Your assignment: From the data below, return each line in which the string "TcpStream" is found.

Data to use:
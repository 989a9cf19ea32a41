//! Syslog over TCP with newline-delimited framing
//!
//! Each connection is read line by line (LF or CRLF). Blank lines are
//! skipped, lines longer than the maximum message size are cut, and a final
//! line without a terminator is still delivered when the peer closes.

use crate::server::ingest::Ingestor;
use crate::{CollectorError, Result};
use std::io;
use std::net::SocketAddr;
use std::sync::Arc;
use tokio::io::{AsyncBufRead, AsyncBufReadExt, BufReader};
use tokio::net::{TcpListener, TcpStream};
use tokio::sync::{OwnedSemaphorePermit, Semaphore};
use tokio::task::JoinSet;
use tokio_util::sync::CancellationToken;
use tracing::{debug, info, warn};

/// TCP accept loop
pub struct TcpSyslogListener {
    listener: TcpListener,
    ingestor: Ingestor,
    shutdown: CancellationToken,
    connections: Arc<Semaphore>,
}

impl TcpSyslogListener {
    /// Bind the TCP listening socket
    pub async fn bind(
        address: &str,
        ingestor: Ingestor,
        max_connections: usize,
        shutdown: CancellationToken,
    ) -> Result<Self> {
        let listener = TcpListener::bind(address).await.map_err(|e| {
            CollectorError::Bind(format!("Failed to bind TCP socket {}: {}", address, e))
        })?;

        Ok(Self {
            listener,
            ingestor,
            shutdown,
            connections: Arc::new(Semaphore::new(max_connections)),
        })
    }

    /// Address the socket is bound to
    pub fn local_addr(&self) -> Result<SocketAddr> {
        Ok(self.listener.local_addr()?)
    }

    /// Accept connections until shutdown, then wait for open connections to finish
    pub async fn run(self) -> Result<()> {
        let local_addr = self.local_addr()?;
        info!(address = %local_addr, "syslog TCP listener started");

        let mut connections = JoinSet::new();

        loop {
            tokio::select! {
                biased;

                _ = self.shutdown.cancelled() => {
                    break;
                }

                Some(_) = connections.join_next(), if !connections.is_empty() => {}

                result = self.listener.accept() => {
                    match result {
                        Ok((stream, peer)) => {
                            match Arc::clone(&self.connections).try_acquire_owned() {
                                Ok(permit) => {
                                    connections.spawn(handle_connection(
                                        stream,
                                        peer,
                                        self.ingestor.clone(),
                                        self.shutdown.clone(),
                                        permit,
                                    ));
                                }
                                Err(_) => {
                                    warn!(peer = %peer, "connection limit reached, closing connection");
                                }
                            }
                        }
                        Err(e) => {
                            warn!(error = %e, "Failed to accept connection");
                        }
                    }
                }
            }
        }

        while connections.join_next().await.is_some() {}

        debug!(address = %local_addr, "syslog TCP listener stopped");
        Ok(())
    }
}

async fn handle_connection(
    stream: TcpStream,
    peer: SocketAddr,
    ingestor: Ingestor,
    shutdown: CancellationToken,
    _permit: OwnedSemaphorePermit,
) {
    debug!(peer = %peer, "syslog TCP connection opened");

    let max_message_size = ingestor.max_message_size();
    let mut reader = BufReader::new(stream);
    let mut line = Vec::with_capacity(1024);

    loop {
        tokio::select! {
            biased;

            _ = shutdown.cancelled() => {
                break;
            }

            result = read_frame(&mut reader, &mut line, max_message_size) => {
                match result {
                    Ok(true) => {
                        if !line.is_empty() {
                            ingestor.ingest(&line, peer);
                        }
                    }
                    Ok(false) => break,
                    Err(e) => {
                        debug!(peer = %peer, error = %e, "syslog TCP read error");
                        break;
                    }
                }
            }
        }
    }

    debug!(peer = %peer, "syslog TCP connection closed");
}

/// Read one newline-terminated frame into `line`, without the terminator
///
/// At most `max_len + 1` bytes are kept so the parser still sees that the
/// frame was oversized. Returns `Ok(false)` at end of stream.
pub async fn read_frame<R: AsyncBufRead + Unpin>(
    reader: &mut R,
    line: &mut Vec<u8>,
    max_len: usize,
) -> io::Result<bool> {
    line.clear();
    let mut saw_data = false;

    loop {
        let available = reader.fill_buf().await?;
        if available.is_empty() {
            return Ok(saw_data);
        }
        saw_data = true;

        let (content_len, consumed, complete) = match available.iter().position(|&b| b == b'\n') {
            Some(i) => (i, i + 1, true),
            None => (available.len(), available.len(), false),
        };

        let room = (max_len + 1).saturating_sub(line.len());
        line.extend_from_slice(&available[..content_len.min(room)]);
        reader.consume(consumed);

        if complete {
            if line.last() == Some(&b'\r') {
                line.pop();
            }
            return Ok(true);
        }
    }
}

Expected answer:
use tokio::net::{TcpListener, TcpStream};
    stream: TcpStream,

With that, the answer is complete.